Por Joaquín Guillén Márquez (@joaguimar)
[Breve nota: una versión de este texto se publicó en la revista Tierra Adentro en 2012. Reescribí parte de esta nota desde que Aureliano Carvajal me comentó sobre la posibilidad de escribir sobre EarthBound. Mi deuda con el videojuego es tanta que, además de la publicación de este texto en Atomix, preparé un texto totalmente nuevo sobre el tema. Mientras, comparto este ensayo con la intención de que sea leído por personas que no lo leyeron en su versión impresa en el 2012].
Culture is a forbidding word.
E.M. Forster
La memoria es traicionera, pero me atrevería a decir que mi primer acercamiento a la ficción fueron los videojuegos. La televisión llegó muy tarde, la literatura ni se diga y el cine era bastante ocasional. Fue por eso que tuve un NES con dos cartuchos, Duck Hunt y Mario Bros. La verdad es que nunca he estado tan enganchado a los videojuegos, primero porque la gente y las noticias se encargaban de recordarme lo vicioso que podía ser todo; segundo porque, pese a todo mi amor por los juegos, nunca he sido particularmente bueno. Pero me gustaba mucho más que vivir el día a día: siempre podía contar con una vida extra si fallaba en Mario. Los videojuegos tienen esa ventaja de apagar la consola, de no salvar el progreso, de pretender que nunca hubo un game over.

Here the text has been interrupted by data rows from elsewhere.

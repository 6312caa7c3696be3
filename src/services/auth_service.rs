// src/services/auth_service.rs
// DOCUMENTATION: Authentication service
// PURPOSE: Register, log in and out, and manage the stored credential pair

use crate::errors::{ClientError, ClientResult};
use crate::http::RequestDescriptor;
use crate::models::{
    CredentialPair, LoginRequest, LoginResponse, RegisterRequest, UpdateUserRequest, User,
};
use crate::services::api_client::ApiClient;
use crate::storage::TokenStore;
use reqwest::Method;
use std::sync::Arc;
use validator::Validate;

/// Authentication operations against /auth
pub struct AuthService {
    api: ApiClient,
    store: Arc<dyn TokenStore>,
}

impl AuthService {
    pub fn new(api: ApiClient, store: Arc<dyn TokenStore>) -> Self {
        Self { api, store }
    }

    /// POST /auth/register
    /// The new account still has to log in
    pub async fn register(&self, request: &RegisterRequest) -> ClientResult<User> {
        request.validate()?;
        let user: User = self.api.post_json("/auth/register", request).await?;
        log::info!("Registered user {}", user.id);
        Ok(user)
    }

    /// POST /auth/login and store the returned pair
    /// DOCUMENTATION: Any previous pair is dropped first, so a rejected
    /// login surfaces as 401 instead of triggering a refresh
    pub async fn login(&self, request: &LoginRequest) -> ClientResult<CredentialPair> {
        request.validate()?;
        self.store.clear()?;

        let response: LoginResponse = self.api.post_json("/auth/login", request).await?;
        let pair = into_pair(response)?;
        self.store.save(&pair)?;

        log::info!("Logged in");
        Ok(pair)
    }

    /// GET /auth/me
    pub async fn me(&self) -> ClientResult<User> {
        self.api.get_json("/auth/me", &[]).await
    }

    /// PUT /auth/update; the backend re-issues credentials
    pub async fn update_profile(&self, request: &UpdateUserRequest) -> ClientResult<CredentialPair> {
        request.validate()?;
        let response: LoginResponse = self.api.put_json("/auth/update", request).await?;

        let refresh_fallback = self.store.refresh_token();
        let pair = match (response.refresh_token.filter(|t| !t.is_empty()), refresh_fallback) {
            (Some(refresh_token), _) | (None, Some(refresh_token)) => CredentialPair {
                access_token: response.token,
                refresh_token,
            },
            (None, None) => into_pair(LoginResponse {
                token: response.token,
                refresh_token: None,
            })?,
        };
        self.store.save(&pair)?;
        Ok(pair)
    }

    /// POST /auth/logout, then clear local credentials
    /// The backend call is best-effort; credentials are cleared regardless
    pub async fn logout(&self) -> ClientResult<()> {
        if self.is_authenticated() {
            let request = RequestDescriptor::post(self.api.url("/auth/logout"));
            if let Err(e) = self.api.send(request).await {
                log::warn!("Backend logout failed: {}", e);
            }
        }

        self.store.clear()?;
        log::info!("Logged out");
        Ok(())
    }

    /// DELETE /auth/delete, then clear local credentials
    pub async fn delete_account(&self) -> ClientResult<()> {
        self.api
            .send(RequestDescriptor::new(
                Method::DELETE,
                self.api.url("/auth/delete"),
            ))
            .await?;
        self.store.clear()?;
        log::info!("Account deleted");
        Ok(())
    }

    pub fn is_authenticated(&self) -> bool {
        self.store.access_token().is_some()
    }
}

fn into_pair(response: LoginResponse) -> ClientResult<CredentialPair> {
    match response.refresh_token {
        Some(refresh_token) if !response.token.is_empty() && !refresh_token.is_empty() => {
            Ok(CredentialPair {
                access_token: response.token,
                refresh_token,
            })
        }
        _ => Err(ClientError::Parse(
            "Login response is missing a token".to_string(),
        )),
    }
}
// src/http/request.rs
// DOCUMENTATION: Outgoing request descriptors and received responses
// PURPOSE: Plain-data values that can be cloned and re-sent after a refresh

use crate::errors::{ClientError, ClientResult};
use reqwest::{Method, Url};
use serde::de::DeserializeOwned;
use serde::Serialize;
use serde_json::Value;

pub const AUTHORIZATION: &str = "Authorization";

/// One part of a multipart form body
#[derive(Debug, Clone, PartialEq)]
pub struct FormPart {
    pub name: String,
    pub bytes: Vec<u8>,
    pub filename: Option<String>,
    pub content_type: Option<String>,
}

impl FormPart {
    /// JSON part, sent with `application/json` so the backend can bind it
    pub fn json<T: Serialize>(name: &str, value: &T) -> ClientResult<Self> {
        Ok(Self {
            name: name.to_string(),
            bytes: serde_json::to_vec(value)?,
            filename: None,
            content_type: Some("application/json".to_string()),
        })
    }

    pub fn file(name: &str, filename: &str, content_type: &str, bytes: Vec<u8>) -> Self {
        Self {
            name: name.to_string(),
            bytes,
            filename: Some(filename.to_string()),
            content_type: Some(content_type.to_string()),
        }
    }
}

/// Request payload
#[derive(Debug, Clone, PartialEq, Default)]
pub enum RequestBody {
    #[default]
    Empty,
    Json(Value),
    Multipart(Vec<FormPart>),
}

/// Outgoing request descriptor
/// DOCUMENTATION: Immutable value handed to a Transport; derived copies are
/// produced with `with_header` instead of mutating in place
#[derive(Debug, Clone, PartialEq)]
pub struct RequestDescriptor {
    pub method: Method,
    pub url: String,
    pub headers: Vec<(String, String)>,
    pub body: RequestBody,
}

impl RequestDescriptor {
    pub fn new(method: Method, url: impl Into<String>) -> Self {
        Self {
            method,
            url: url.into(),
            headers: Vec::new(),
            body: RequestBody::Empty,
        }
    }

    pub fn get(url: impl Into<String>) -> Self {
        Self::new(Method::GET, url)
    }

    pub fn post(url: impl Into<String>) -> Self {
        Self::new(Method::POST, url)
    }

    /// Append query parameters to the target URL
    pub fn with_query(mut self, params: &[(&str, String)]) -> ClientResult<Self> {
        if params.is_empty() {
            return Ok(self);
        }
        let url = Url::parse_with_params(&self.url, params)
            .map_err(|e| ClientError::InvalidInput(format!("Invalid URL {}: {}", self.url, e)))?;
        self.url = url.to_string();
        Ok(self)
    }

    /// Copy of this descriptor with `name` set to `value`
    /// Any existing header with the same name (case-insensitive) is replaced
    pub fn with_header(&self, name: &str, value: impl Into<String>) -> Self {
        let mut derived = self.clone();
        derived
            .headers
            .retain(|(existing, _)| !existing.eq_ignore_ascii_case(name));
        derived.headers.push((name.to_string(), value.into()));
        derived
    }

    /// Copy of this descriptor carrying `Authorization: Bearer <token>`
    pub fn with_bearer(&self, token: &str) -> Self {
        self.with_header(AUTHORIZATION, format!("Bearer {}", token))
    }

    pub fn with_json<T: Serialize>(mut self, body: &T) -> ClientResult<Self> {
        self.body = RequestBody::Json(serde_json::to_value(body)?);
        Ok(self)
    }

    pub fn with_multipart(mut self, parts: Vec<FormPart>) -> Self {
        self.body = RequestBody::Multipart(parts);
        self
    }

    /// First value of header `name`
    pub fn header(&self, name: &str) -> Option<&str> {
        self.headers
            .iter()
            .find(|(existing, _)| existing.eq_ignore_ascii_case(name))
            .map(|(_, value)| value.as_str())
    }

    /// Number of headers named `name`
    pub fn header_count(&self, name: &str) -> usize {
        self.headers
            .iter()
            .filter(|(existing, _)| existing.eq_ignore_ascii_case(name))
            .count()
    }

    /// Lowercased target host, None when the URL does not parse
    pub fn host(&self) -> Option<String> {
        Url::parse(&self.url)
            .ok()
            .and_then(|url| url.host_str().map(str::to_ascii_lowercase))
    }
}

/// Response received from a Transport
#[derive(Debug, Clone, PartialEq, Default)]
pub struct ApiResponse {
    pub status: u16,
    pub headers: Vec<(String, String)>,
    pub body: Vec<u8>,
}

impl ApiResponse {
    pub fn new(status: u16, body: impl Into<Vec<u8>>) -> Self {
        Self {
            status,
            headers: Vec::new(),
            body: body.into(),
        }
    }

    pub fn json<T: DeserializeOwned>(&self) -> ClientResult<T> {
        serde_json::from_slice(&self.body)
            .map_err(|e| ClientError::Parse(format!("Invalid response body: {}", e)))
    }

    pub fn text(&self) -> String {
        String::from_utf8_lossy(&self.body).into_owned()
    }

    pub fn header(&self, name: &str) -> Option<&str> {
        self.headers
            .iter()
            .find(|(existing, _)| existing.eq_ignore_ascii_case(name))
            .map(|(_, value)| value.as_str())
    }
}
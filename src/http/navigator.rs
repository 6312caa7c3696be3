// src/http/navigator.rs
// DOCUMENTATION: Forced navigation on session expiry
// PURPOSE: Let the pipeline send the user back to login without touching globals

use std::sync::atomic::{AtomicUsize, Ordering};

/// Receives the "go to login" side effect
pub trait Navigator: Send + Sync {
    fn redirect_to_login(&self);
}

/// Navigator for command-line use: tells the user where to log in again
pub struct LoginRedirect {
    login_route: String,
    redirects: AtomicUsize,
}

impl LoginRedirect {
    pub fn new(login_route: impl Into<String>) -> Self {
        Self {
            login_route: login_route.into(),
            redirects: AtomicUsize::new(0),
        }
    }

    pub fn login_route(&self) -> &str {
        &self.login_route
    }

    /// How many times a redirect was requested
    pub fn redirect_count(&self) -> usize {
        self.redirects.load(Ordering::SeqCst)
    }
}

impl Navigator for LoginRedirect {
    fn redirect_to_login(&self) {
        self.redirects.fetch_add(1, Ordering::SeqCst);
        log::warn!("Session expired, redirecting to {}", self.login_route);
    }
}

#[cfg(test)]
mod tests {
    use super::*;

    #[test]
    fn test_login_redirect_counts() {
        let navigator = LoginRedirect::new("/auth/login");
        assert_eq!(navigator.redirect_count(), 0);
        navigator.redirect_to_login();
        assert_eq!(navigator.redirect_count(), 1);
        assert_eq!(navigator.login_route(), "/auth/login");
    }
}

En las últimas décadas, los videojuegos han madurado mucho más que yo. La innovación, por ejemplo, que Nintendo trajo en la primera década del siglo XXI, todo alrededor de preguntarse qué es el control, parece irreal, tanto así que resultó en un movimiento arriesgado en cuanto a la economía de la empresa, pero el cambio pocas veces va más allá. Hay que considerar a los videojuegos como un importante producto artístico y cultural, como ya varios creadores y desarrolladores lo han hecho, a la par de la evidente visión de industria del entretenimiento. Hay algunos videojuegos que desarrollan y revisitan dilemas narrativos (por decir algunos, Braid y Cave Story), independientemente de las historias que cuentan (o no, como Tetris). Hay una importancia renovada hacia la recepción y la forma en que el mensaje se descifra, aunque es injusto: comprar un videojuego y jugarlo requiere más decisión que agarrar un libro y leerlo, quizá es por eso que la misma crítica de videojuegos sea más pobre que la cinematográfica o literaria. Requiere más dinero, tiempo y sagacidad.

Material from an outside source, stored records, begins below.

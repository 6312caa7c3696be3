// src/services/community_service.rs
// DOCUMENTATION: Public community catalog
// PURPOSE: Paged listing of user-contributed places

use crate::errors::ClientResult;
use crate::models::{PageResp, Place};
use crate::services::api_client::ApiClient;

/// Default page size of the community listing
pub const DEFAULT_PAGE_SIZE: u32 = 12;

/// Listing parameters; blank filters are not sent
#[derive(Debug, Clone, Default, PartialEq)]
pub struct CommunityQuery {
    pub page: u32,
    pub size: Option<u32>,
    pub city: Option<String>,
    pub category: Option<String>,
}

impl CommunityQuery {
    fn to_params(&self) -> Vec<(&'static str, String)> {
        let mut params = vec![
            ("page", self.page.to_string()),
            ("size", self.size.unwrap_or(DEFAULT_PAGE_SIZE).to_string()),
        ];

        if let Some(city) = trimmed(&self.city) {
            params.push(("city", city));
        }
        if let Some(category) = trimmed(&self.category) {
            params.push(("category", category));
        }
        params
    }
}

fn trimmed(value: &Option<String>) -> Option<String> {
    value
        .as_deref()
        .map(str::trim)
        .filter(|v| !v.is_empty())
        .map(str::to_string)
}

/// Access to /api/places/public
#[derive(Clone)]
pub struct CommunityService {
    api: ApiClient,
}

impl CommunityService {
    pub fn new(api: ApiClient) -> Self {
        Self { api }
    }

    /// GET /api/places/public
    pub async fn list(&self, query: &CommunityQuery) -> ClientResult<PageResp<Place>> {
        let page: PageResp<Place> = self
            .api
            .get_json("/api/places/public", &query.to_params())
            .await?;
        log::debug!(
            "Community page {} returned {} places (last: {})",
            query.page,
            page.content.len(),
            page.last
        );
        Ok(page)
    }

    /// GET /api/places/public/{id}
    pub async fn get_one(&self, id: i64) -> ClientResult<Place> {
        self.api
            .get_json(&format!("/api/places/public/{}", id), &[])
            .await
    }
}
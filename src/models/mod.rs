// src/models/mod.rs
// DOCUMENTATION: Models module organization
// PURPOSE: Re-export model components

pub mod auth;
pub mod favorite;
pub mod place;
pub mod schedule;
pub mod validators;

pub use auth::*;
pub use favorite::*;
pub use place::*;
pub use schedule::*;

Los videojuegos no cuentan “nuestra” historia, así como el jugador no tiene el derecho de hacer todo lo que quiera en el mundo virtual, un argumento que suele ser un lugar común de las discusiones gamers: tener el control, pensar que las decisiones que hacemos son porque tenemos libre albedrío sobre la tierra que exploramos. Todo parece conducirnos a la idea de que hay alguien atrás que nos controla y que nos dice los pasos a seguir. ¿Qué Dios detrás de Dios presiona los botones?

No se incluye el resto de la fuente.